Heart disease would not let him get out of bed. We went into his room, where a white iron bedstead stood with its head against the window. On this bed, resting against pillows, reclined an old man in gold spectacles. A little lower than his chest, on the comforter, stood a low bench on which was a portable typewriter. Steffens was finishing an article.
Steffens's illness was incurable. But like all doomed people, even those who understand their situation, he dreamed of the future, talked about it. made plans.

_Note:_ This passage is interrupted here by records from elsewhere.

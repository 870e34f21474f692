//! # wayview-replay
//!
//! Replays a scripted scenario through the view core using the headless
//! collaborators and prints the damage each output would repaint.
//!
//! A scenario is a TOML file with an `[[outputs]]` list and an `[[events]]`
//! list. Views are numbered in creation order starting at 1, which is how the
//! recording policy engine allocates identities.

use std::collections::HashMap;
use std::fs;
use std::path::{Path, PathBuf};

use anyhow::{bail, Context, Result};
use clap::Parser;
use log::{debug, error, info};
use serde::Deserialize;

use wayview::headless::{
    HeadlessSeat, HeadlessXdgToplevel, HeadlessXwaylandSurface, RecordingPolicy,
};
use wayview::{
    Compositor, CoreConfig, OutputId, Rectangle, ResizeEdges, Size, SurfaceEvent, SurfaceId,
    ViewSurface, WindowId,
};

#[derive(Parser)]
#[command(name = "wayview-replay")]
#[command(about = "Replay a scripted scenario through the wayview core")]
#[command(version)]
struct Cli {
    /// Scenario file to replay
    scenario: PathBuf,

    /// Path to configuration file
    #[arg(short, long)]
    config: Option<String>,

    /// Enable debug logging
    #[arg(short, long)]
    debug: bool,
}

#[derive(Debug, Deserialize)]
struct Scenario {
    #[serde(default)]
    outputs: Vec<OutputSpec>,
    #[serde(default)]
    events: Vec<Event>,
}

#[derive(Debug, Deserialize)]
struct OutputSpec {
    name: String,
    geometry: Rectangle,
}

#[derive(Debug, Deserialize)]
#[serde(tag = "type", rename_all = "snake_case")]
enum Event {
    NewXdg {
        surface: u64,
        size: Size,
        #[serde(default)]
        app_id: Option<String>,
    },
    NewXwayland {
        #[serde(default)]
        surface: Option<u64>,
        geometry: Rectangle,
        #[serde(default)]
        class: Option<String>,
    },
    Associate {
        view: u64,
        surface: u64,
    },
    Map {
        view: u64,
    },
    Unmap {
        view: u64,
    },
    /// Client commits a buffer, optionally acknowledging the latest configure first
    Commit {
        view: u64,
        size: Size,
        #[serde(default)]
        damage: Option<Rectangle>,
        #[serde(default)]
        ack: bool,
    },
    RequestGeometry {
        view: u64,
        geometry: Rectangle,
    },
    RequestMove {
        view: u64,
    },
    RequestResize {
        view: u64,
        edges: u32,
    },
    Focus {
        view: u64,
    },
    Destroy {
        view: u64,
    },
    PointerMotion {
        x: f64,
        y: f64,
    },
    PointerButton {
        pressed: bool,
    },
    RemoveOutput {
        output: u32,
    },
    /// Drains and prints every output's damage
    Frame,
}

/// Client side of a headless view
enum Client {
    Xdg(HeadlessXdgToplevel),
    XWayland(HeadlessXwaylandSurface),
}

struct Replay {
    compositor: Compositor,
    clients: HashMap<WindowId, Client>,
    frames: usize,
}

impl Replay {
    fn new(config: CoreConfig) -> Result<Self> {
        let compositor = Compositor::new(
            config,
            Box::new(HeadlessSeat::new()),
            Box::new(RecordingPolicy::new()),
        )
        .context("Failed to create view core")?;

        Ok(Self {
            compositor,
            clients: HashMap::new(),
            frames: 0,
        })
    }

    fn client(&self, view: WindowId) -> Result<&Client> {
        self.clients
            .get(&view)
            .with_context(|| format!("Scenario refers to unknown view {}", view))
    }

    fn apply(&mut self, event: Event) -> Result<()> {
        debug!("Replaying {:?}", event);
        match event {
            Event::NewXdg {
                surface,
                size,
                app_id,
            } => {
                let xdg = HeadlessXdgToplevel::new(SurfaceId(surface), size);
                if let Some(app_id) = app_id {
                    xdg.set_app_id(app_id);
                }
                let id = self.compositor.new_toplevel(ViewSurface::xdg(xdg.clone()))?;
                self.clients.insert(id, Client::Xdg(xdg));
                info!("🪟 New xdg view {}", id);
            }
            Event::NewXwayland {
                surface,
                geometry,
                class,
            } => {
                let x11 = HeadlessXwaylandSurface::new(surface.map(SurfaceId), geometry);
                if let Some(class) = class {
                    x11.set_class(class);
                }
                let id = self
                    .compositor
                    .new_toplevel(ViewSurface::xwayland(x11.clone()))?;
                self.clients.insert(id, Client::XWayland(x11));
                info!("🪟 New xwayland view {}", id);
            }
            Event::Associate { view, surface } => match self.client(WindowId(view))? {
                Client::XWayland(x11) => x11.associate(SurfaceId(surface)),
                Client::Xdg(_) => bail!("View {} is not an xwayland view", view),
            },
            Event::Map { view } => self.dispatch(view, SurfaceEvent::Map)?,
            Event::Unmap { view } => self.dispatch(view, SurfaceEvent::Unmap)?,
            Event::Commit {
                view,
                size,
                damage,
                ack,
            } => {
                match self.client(WindowId(view))? {
                    Client::Xdg(xdg) => {
                        if ack {
                            xdg.ack_configure(xdg.last_serial());
                        }
                        xdg.commit(size, damage);
                    }
                    Client::XWayland(x11) => x11.commit(size, damage),
                }
                self.dispatch(view, SurfaceEvent::Commit)?;
            }
            Event::RequestGeometry { view, geometry } => {
                let token = self.compositor.request_geometry(WindowId(view), geometry)?;
                info!("📐 View {} requested {:?} ({:?})", view, geometry, token);
            }
            Event::RequestMove { view } => self.dispatch(view, SurfaceEvent::RequestMove)?,
            Event::RequestResize { view, edges } => self.dispatch(
                view,
                SurfaceEvent::RequestResize {
                    edges: ResizeEdges::from_bits(edges),
                },
            )?,
            Event::Focus { view } => self.compositor.focus(WindowId(view))?,
            Event::Destroy { view } => {
                self.dispatch(view, SurfaceEvent::Destroy)?;
                self.clients.remove(&WindowId(view));
            }
            Event::PointerMotion { x, y } => self.compositor.pointer_motion(x, y)?,
            Event::PointerButton { pressed } => self.compositor.pointer_button(pressed)?,
            Event::RemoveOutput { output } => self.compositor.remove_output(OutputId(output))?,
            Event::Frame => self.frame()?,
        }
        Ok(())
    }

    fn dispatch(&mut self, view: u64, event: SurfaceEvent) -> Result<()> {
        self.compositor
            .handle_surface_event(WindowId(view), event)
            .with_context(|| format!("Failed to handle {:?} for view {}", event, view))
    }

    fn frame(&mut self) -> Result<()> {
        self.frames += 1;
        let outputs: Vec<(OutputId, String)> = self
            .compositor
            .outputs()
            .outputs()
            .map(|output| (output.id(), output.name().to_string()))
            .collect();

        for (id, name) in outputs {
            let damage = self.compositor.drain_damage(id)?;
            if damage.is_empty() {
                continue;
            }
            println!("frame {} {} ({}):", self.frames, name, id);
            for rect in damage {
                println!("  {}x{}+{}+{}", rect.width, rect.height, rect.x, rect.y);
            }
        }
        Ok(())
    }
}

fn load_scenario(path: &Path) -> Result<Scenario> {
    let contents = fs::read_to_string(path)
        .with_context(|| format!("Failed to read scenario file: {}", path.display()))?;
    toml::from_str(&contents)
        .with_context(|| format!("Failed to parse scenario file: {}", path.display()))
}

fn main() -> Result<()> {
    let cli = Cli::parse();

    let loaded = cli.config.as_deref().map(CoreConfig::load);
    let debug = cli.debug || matches!(&loaded, Some(Ok(config)) if config.general.debug);

    // Initialize logging
    if debug {
        env_logger::Builder::from_env(env_logger::Env::default().default_filter_or("debug")).init();
    } else {
        env_logger::Builder::from_env(env_logger::Env::default().default_filter_or("info")).init();
    }

    info!("🚀 Starting wayview-replay");
    info!("📄 Version: {}", wayview::VERSION);

    let config = match loaded {
        Some(Ok(config)) => {
            info!("✅ Configuration loaded");
            config
        }
        Some(Err(e)) => {
            error!("❌ Failed to load configuration: {:#}", e);
            info!("📝 Using default configuration");
            CoreConfig::default()
        }
        None => CoreConfig::default(),
    };

    let scenario = load_scenario(&cli.scenario)?;
    let mut replay = Replay::new(config)?;

    for output in scenario.outputs {
        replay.compositor.add_output(output.name, output.geometry);
    }

    for (index, event) in scenario.events.into_iter().enumerate() {
        replay
            .apply(event)
            .with_context(|| format!("Scenario event #{} failed", index + 1))?;
    }

    // Whatever is still pending at the end
    replay.frame()?;

    info!("👋 Replay finished after {} frame(s)", replay.frames);
    Ok(())
}

#[cfg(test)]
mod tests {
    use super::*;

    #[test]
    fn test_cli_parsing() {
        let cli = Cli::try_parse_from(["wayview-replay", "scenario.toml"]).unwrap();
        assert_eq!(cli.scenario, PathBuf::from("scenario.toml"));
        assert!(cli.config.is_none());
        assert!(!cli.debug);
    }

    #[test]
    fn test_cli_flags() {
        let cli = Cli::try_parse_from([
            "wayview-replay",
            "--debug",
            "--config",
            "wayview.toml",
            "scenario.toml",
        ])
        .unwrap();
        assert!(cli.debug);
        assert_eq!(cli.config.as_deref(), Some("wayview.toml"));
    }

    #[test]
    fn test_scenario_parsing() {
        let scenario: Scenario = toml::from_str(
            r#"
[[outputs]]
name = "HDMI-A-1"
geometry = { x = 0, y = 0, width = 1920, height = 1080 }

[[events]]
type = "new_xdg"
surface = 1
size = { width = 100, height = 100 }

[[events]]
type = "request_resize"
view = 1
edges = 10

[[events]]
type = "frame"
"#,
        )
        .unwrap();

        assert_eq!(scenario.outputs.len(), 1);
        assert_eq!(scenario.events.len(), 3);
        assert!(matches!(scenario.events[1], Event::RequestResize { view: 1, edges: 10 }));
    }

    #[test]
    fn test_replay_handshake() {
        let mut replay = Replay::new(CoreConfig::default()).unwrap();
        replay
            .compositor
            .add_output("HDMI-A-1", Rectangle::new(0, 0, 1920, 1080));

        let events = vec![
            Event::NewXdg {
                surface: 1,
                size: Size::new(100, 100),
                app_id: None,
            },
            Event::Map { view: 1 },
            Event::RequestGeometry {
                view: 1,
                geometry: Rectangle::new(0, 0, 200, 150),
            },
            Event::Commit {
                view: 1,
                size: Size::new(200, 150),
                damage: None,
                ack: true,
            },
        ];
        for event in events {
            replay.apply(event).unwrap();
        }

        let view = replay.compositor.views().get(WindowId(1)).unwrap();
        assert_eq!(view.geometry(), Rectangle::new(0, 0, 200, 150));
        assert!(view.pending_ack().is_none());
    }

    #[test]
    fn test_replay_unknown_view_fails() {
        let mut replay = Replay::new(CoreConfig::default()).unwrap();
        assert!(replay.apply(Event::Map { view: 42 }).is_err());
    }
}
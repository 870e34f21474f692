//! Per-output damage accumulation
//!
//! Damage arrives in output-local coordinates and accumulates until the repaint
//! driver drains it. Rectangles are clipped to the output on arrival. Once more
//! than the configured number of rectangles pile up, the output is coalesced to
//! full damage; repainting everything is cheaper than tracking that many
//! fragments.

use crate::config::DamageConfig;
use crate::geometry::{Rectangle, Size};
use crate::region::Region;

/// Distance in pixels under which drained rectangles are merged
const MERGE_THRESHOLD: u32 = 10;

/// Damage accumulator owned by one output
#[derive(Debug, Clone)]
pub struct OutputDamage {
    /// Output-local bounds (origin at 0,0)
    bounds: Rectangle,

    /// Damaged rectangles in output-local coordinates
    regions: Region,

    /// Is the entire output damaged?
    full_damage: bool,

    max_rects: usize,
    merge_on_drain: bool,
}

impl OutputDamage {
    pub fn new(size: Size, config: &DamageConfig) -> Self {
        Self {
            bounds: Rectangle::from_loc_and_size(Default::default(), size),
            regions: Region::new(),
            full_damage: false,
            max_rects: config.max_rects_per_output,
            merge_on_drain: config.merge_on_drain,
        }
    }

    /// Adds output-local damage
    ///
    /// Parts outside the output are discarded. If the output is already fully
    /// damaged this is a no-op.
    pub fn add_region(&mut self, damage: &Region) {
        if self.full_damage {
            return;
        }

        self.regions.extend(&damage.clipped(&self.bounds));

        if self.regions.len() > self.max_rects {
            self.mark_full();
        }
    }

    /// Marks the entire output as damaged
    pub fn mark_full(&mut self) {
        self.full_damage = true;
        self.regions.clear();
    }

    pub fn is_full(&self) -> bool {
        self.full_damage
    }

    pub fn has_damage(&self) -> bool {
        self.full_damage || !self.regions.is_empty()
    }

    /// Accumulated rectangles, unmerged and in arrival order
    pub fn pending(&self) -> &[Rectangle] {
        self.regions.rects()
    }

    /// Takes the accumulated damage and resets the accumulator
    pub fn drain(&mut self) -> Vec<Rectangle> {
        let damage = if self.full_damage {
            vec![self.bounds]
        } else {
            let mut regions = std::mem::take(&mut self.regions);
            if self.merge_on_drain {
                regions.merge(MERGE_THRESHOLD);
            }
            regions.into_rects()
        };

        self.full_damage = false;
        self.regions.clear();
        damage
    }
}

As a matter of fact, he had only one plan for himself- to go to Moscow, so as to see before his death the land of socialism and to die there.
"I can no longer remain here," he said quietly, turning his head to the window, as if the free and easy nature of California were choking him. "I cannot bear to hear any longer this idiotic optimistic laughter."
This was said by a man who all his life had believed in American democracy, supporting it with his talents as writer, journalist, and orator. All his life he reckoned that the social structure of the United States was ideal and might secure for the people freedom and happiness. And no matter what blows he received on the way, he remained ever true to it. He was wont to say: "The whole point is that in our administration there are not enough honest people. Our social system is good, what we need is honest people."
But now he said to us:
"I wanted to write a book for my son, in which I would tell the whole truth about myself. And on the very first page I had to ..."
Suddenly we heard curt, dismal sobs. It was Lincoln Steffens weeping. With his hands he covered his thin and nervous face, the face of a scholar.
His wife raised his head and gave him a handkerchief. But, no longer embarrassed by his tears, he continued:
"I had to disclose to my son how difficult it is to regard yourself all your life as an honest man, when as a matter of fact you have been a bribetaker. Yes, without realizing it, I had been bribed by bourgeois society. I did not understand that the fame and respect with which I was rewarded were only a bribe for the support I gave to this iniquitous organization of life."
For a long time we discussed how best to transport Steffens to the Soviet Union. He could not go by train, because his weak heart would not allow that. Could he go by boat from California by way of the Panama Canal to New York, and from there through the Mediterranean to the Black Sea coast? While we were making these plans, Steffens, exhausted by the conversation, lay in bed, his hands resting on the typewriter. Having calmed down now, in his white shirt with its sailor collar, thin, with his little beard and his thin neck, he looked like the dying Don Quixote.